**Your goal**
Please copy out the entries until you have copied the line that contains "same layout sklearn", beginning with the first line.

**Dataset records**
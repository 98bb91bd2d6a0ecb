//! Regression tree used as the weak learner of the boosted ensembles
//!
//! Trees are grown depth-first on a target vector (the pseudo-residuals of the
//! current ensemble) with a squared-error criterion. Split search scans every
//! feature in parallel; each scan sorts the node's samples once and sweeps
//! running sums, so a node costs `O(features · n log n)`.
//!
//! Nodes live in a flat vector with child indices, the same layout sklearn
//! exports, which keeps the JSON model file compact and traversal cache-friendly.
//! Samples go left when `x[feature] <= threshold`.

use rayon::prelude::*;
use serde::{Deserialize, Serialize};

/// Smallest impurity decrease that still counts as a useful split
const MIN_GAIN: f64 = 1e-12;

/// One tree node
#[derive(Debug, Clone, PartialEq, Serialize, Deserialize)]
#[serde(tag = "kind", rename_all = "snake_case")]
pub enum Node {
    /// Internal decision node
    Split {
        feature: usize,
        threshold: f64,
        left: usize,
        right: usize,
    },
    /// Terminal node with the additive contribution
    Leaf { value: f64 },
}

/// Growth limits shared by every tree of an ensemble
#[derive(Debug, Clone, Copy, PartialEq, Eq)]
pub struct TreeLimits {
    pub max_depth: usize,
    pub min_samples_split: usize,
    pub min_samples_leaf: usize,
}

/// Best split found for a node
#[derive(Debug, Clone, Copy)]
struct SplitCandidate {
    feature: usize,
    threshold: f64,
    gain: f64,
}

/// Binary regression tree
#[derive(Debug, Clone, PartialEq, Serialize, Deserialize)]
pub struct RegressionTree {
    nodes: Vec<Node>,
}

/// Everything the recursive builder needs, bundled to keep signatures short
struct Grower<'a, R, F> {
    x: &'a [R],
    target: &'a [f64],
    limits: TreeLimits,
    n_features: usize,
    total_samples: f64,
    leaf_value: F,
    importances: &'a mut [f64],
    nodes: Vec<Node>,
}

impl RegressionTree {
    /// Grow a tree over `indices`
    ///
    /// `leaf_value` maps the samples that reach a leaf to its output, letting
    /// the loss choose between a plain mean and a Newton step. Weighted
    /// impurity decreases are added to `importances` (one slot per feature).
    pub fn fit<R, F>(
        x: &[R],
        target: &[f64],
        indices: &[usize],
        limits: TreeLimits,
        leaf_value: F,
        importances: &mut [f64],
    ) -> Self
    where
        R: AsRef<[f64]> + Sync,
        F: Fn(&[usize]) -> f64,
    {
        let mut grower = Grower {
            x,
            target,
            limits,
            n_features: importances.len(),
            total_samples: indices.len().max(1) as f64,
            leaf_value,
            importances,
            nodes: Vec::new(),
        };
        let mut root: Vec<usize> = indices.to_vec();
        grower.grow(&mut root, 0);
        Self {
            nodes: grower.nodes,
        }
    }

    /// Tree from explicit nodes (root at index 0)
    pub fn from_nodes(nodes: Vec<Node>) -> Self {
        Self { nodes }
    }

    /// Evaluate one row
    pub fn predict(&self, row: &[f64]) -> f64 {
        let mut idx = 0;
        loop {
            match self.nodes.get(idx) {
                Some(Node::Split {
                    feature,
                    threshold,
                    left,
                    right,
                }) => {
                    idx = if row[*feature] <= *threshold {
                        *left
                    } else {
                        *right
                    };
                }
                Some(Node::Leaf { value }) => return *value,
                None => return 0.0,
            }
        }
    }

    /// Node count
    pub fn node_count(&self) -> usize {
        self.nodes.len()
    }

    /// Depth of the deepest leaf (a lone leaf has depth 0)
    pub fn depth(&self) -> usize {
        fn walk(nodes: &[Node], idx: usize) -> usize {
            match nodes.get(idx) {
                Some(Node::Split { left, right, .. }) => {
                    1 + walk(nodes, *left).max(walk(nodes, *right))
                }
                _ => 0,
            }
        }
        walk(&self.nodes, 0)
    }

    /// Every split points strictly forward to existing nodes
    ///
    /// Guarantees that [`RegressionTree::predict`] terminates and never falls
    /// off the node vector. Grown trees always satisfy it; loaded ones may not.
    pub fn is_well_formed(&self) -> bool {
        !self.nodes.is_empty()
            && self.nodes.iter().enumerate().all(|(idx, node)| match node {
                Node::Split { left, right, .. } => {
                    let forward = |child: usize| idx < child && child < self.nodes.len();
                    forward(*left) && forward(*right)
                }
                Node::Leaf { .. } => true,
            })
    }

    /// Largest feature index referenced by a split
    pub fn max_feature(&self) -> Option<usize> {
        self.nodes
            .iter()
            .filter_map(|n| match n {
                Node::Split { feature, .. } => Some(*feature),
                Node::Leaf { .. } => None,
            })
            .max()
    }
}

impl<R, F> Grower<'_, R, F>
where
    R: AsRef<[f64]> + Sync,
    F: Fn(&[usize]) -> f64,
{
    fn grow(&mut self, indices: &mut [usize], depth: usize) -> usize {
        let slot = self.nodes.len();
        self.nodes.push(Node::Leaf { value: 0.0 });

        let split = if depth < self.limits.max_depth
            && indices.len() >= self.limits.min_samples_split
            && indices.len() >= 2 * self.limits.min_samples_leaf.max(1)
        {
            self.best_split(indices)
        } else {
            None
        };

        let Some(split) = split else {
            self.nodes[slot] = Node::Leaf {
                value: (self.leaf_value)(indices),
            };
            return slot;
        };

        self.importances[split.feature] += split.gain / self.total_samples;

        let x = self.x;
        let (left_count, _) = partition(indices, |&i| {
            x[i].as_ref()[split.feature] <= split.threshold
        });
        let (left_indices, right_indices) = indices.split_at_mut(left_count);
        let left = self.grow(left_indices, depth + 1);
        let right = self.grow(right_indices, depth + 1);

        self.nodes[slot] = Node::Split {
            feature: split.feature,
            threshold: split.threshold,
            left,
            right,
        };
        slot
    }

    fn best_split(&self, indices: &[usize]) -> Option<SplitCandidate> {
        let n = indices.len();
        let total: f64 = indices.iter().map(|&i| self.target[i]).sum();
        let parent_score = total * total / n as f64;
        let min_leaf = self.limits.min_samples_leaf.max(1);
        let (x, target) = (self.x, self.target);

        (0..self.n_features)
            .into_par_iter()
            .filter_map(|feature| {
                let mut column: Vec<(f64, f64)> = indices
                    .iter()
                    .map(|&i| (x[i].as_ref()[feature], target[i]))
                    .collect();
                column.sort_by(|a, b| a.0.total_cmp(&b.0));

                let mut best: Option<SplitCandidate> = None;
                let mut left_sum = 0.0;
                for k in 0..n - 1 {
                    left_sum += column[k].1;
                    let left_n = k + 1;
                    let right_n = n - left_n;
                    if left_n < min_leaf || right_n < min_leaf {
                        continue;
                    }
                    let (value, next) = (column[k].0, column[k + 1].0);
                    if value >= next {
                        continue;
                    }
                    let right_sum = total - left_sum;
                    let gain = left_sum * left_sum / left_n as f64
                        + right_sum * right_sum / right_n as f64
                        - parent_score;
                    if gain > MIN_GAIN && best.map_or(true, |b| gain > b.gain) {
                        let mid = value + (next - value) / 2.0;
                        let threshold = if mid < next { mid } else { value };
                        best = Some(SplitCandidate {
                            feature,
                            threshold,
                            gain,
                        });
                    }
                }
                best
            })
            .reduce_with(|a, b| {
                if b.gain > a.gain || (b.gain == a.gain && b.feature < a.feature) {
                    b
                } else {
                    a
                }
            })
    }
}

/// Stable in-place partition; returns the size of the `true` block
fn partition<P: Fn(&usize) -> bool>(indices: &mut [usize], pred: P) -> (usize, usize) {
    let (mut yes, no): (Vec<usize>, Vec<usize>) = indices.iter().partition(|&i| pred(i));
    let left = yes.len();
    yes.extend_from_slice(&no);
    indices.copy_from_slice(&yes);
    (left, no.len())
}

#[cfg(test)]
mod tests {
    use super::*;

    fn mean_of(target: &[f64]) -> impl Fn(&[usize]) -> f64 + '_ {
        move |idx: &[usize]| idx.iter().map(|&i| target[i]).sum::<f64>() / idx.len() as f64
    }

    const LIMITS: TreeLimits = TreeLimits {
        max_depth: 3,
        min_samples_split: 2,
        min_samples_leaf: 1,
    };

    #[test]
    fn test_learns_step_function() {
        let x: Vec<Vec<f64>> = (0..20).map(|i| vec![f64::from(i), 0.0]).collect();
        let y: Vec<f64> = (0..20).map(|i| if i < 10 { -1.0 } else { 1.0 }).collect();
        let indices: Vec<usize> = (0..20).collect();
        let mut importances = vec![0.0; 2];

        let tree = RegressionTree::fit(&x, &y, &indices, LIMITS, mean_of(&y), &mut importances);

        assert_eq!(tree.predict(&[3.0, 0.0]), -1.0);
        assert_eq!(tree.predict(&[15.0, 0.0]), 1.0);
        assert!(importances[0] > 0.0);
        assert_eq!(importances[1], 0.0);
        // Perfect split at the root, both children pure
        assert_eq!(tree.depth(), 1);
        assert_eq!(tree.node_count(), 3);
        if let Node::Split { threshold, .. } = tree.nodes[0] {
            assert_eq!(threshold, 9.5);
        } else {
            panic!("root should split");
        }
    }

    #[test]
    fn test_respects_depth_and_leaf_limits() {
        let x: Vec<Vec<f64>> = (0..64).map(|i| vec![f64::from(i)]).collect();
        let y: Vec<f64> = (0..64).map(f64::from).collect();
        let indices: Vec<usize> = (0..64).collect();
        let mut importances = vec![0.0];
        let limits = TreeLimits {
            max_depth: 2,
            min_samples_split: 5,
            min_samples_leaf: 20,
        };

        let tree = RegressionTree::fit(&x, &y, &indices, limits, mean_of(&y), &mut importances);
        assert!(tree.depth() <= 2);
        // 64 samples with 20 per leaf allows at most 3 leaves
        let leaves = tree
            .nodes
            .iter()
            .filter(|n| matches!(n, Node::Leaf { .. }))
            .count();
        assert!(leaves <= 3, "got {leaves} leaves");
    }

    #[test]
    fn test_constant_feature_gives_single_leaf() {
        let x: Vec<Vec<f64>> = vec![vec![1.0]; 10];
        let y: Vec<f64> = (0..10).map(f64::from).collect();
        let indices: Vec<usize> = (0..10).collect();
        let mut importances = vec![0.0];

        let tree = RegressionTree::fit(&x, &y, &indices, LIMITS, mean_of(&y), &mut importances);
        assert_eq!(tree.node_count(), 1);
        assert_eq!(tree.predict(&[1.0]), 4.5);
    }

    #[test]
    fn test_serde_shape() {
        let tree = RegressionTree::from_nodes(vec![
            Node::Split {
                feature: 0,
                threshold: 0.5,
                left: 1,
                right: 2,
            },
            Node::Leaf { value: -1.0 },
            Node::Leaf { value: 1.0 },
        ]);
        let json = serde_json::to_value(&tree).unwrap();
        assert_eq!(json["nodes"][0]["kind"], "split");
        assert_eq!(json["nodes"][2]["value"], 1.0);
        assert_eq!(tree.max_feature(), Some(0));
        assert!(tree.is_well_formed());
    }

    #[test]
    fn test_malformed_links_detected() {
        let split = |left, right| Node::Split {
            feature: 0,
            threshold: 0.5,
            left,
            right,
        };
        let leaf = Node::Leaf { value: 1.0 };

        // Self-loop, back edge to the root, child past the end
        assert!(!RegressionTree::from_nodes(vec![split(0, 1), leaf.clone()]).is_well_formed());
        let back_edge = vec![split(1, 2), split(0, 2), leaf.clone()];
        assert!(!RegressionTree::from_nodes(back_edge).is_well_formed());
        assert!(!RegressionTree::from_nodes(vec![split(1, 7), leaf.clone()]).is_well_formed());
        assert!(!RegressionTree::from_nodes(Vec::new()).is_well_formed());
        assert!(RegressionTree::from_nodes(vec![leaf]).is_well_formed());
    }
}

**Exercise response**
repository 98bb91bd2d6a0ecb
//! Regression tree used as the weak learner of the boosted ensembles
//!
//! Trees are grown depth-first on a target vector (the pseudo-residuals of the
//! current ensemble) with a squared-error criterion. Split search scans every
//! feature in parallel; each scan sorts the node's samples once and sweeps
//! running sums, so a node costs `O(features · n log n)`.
//!
//! Nodes live in a flat vector with child indices, the same layout sklearn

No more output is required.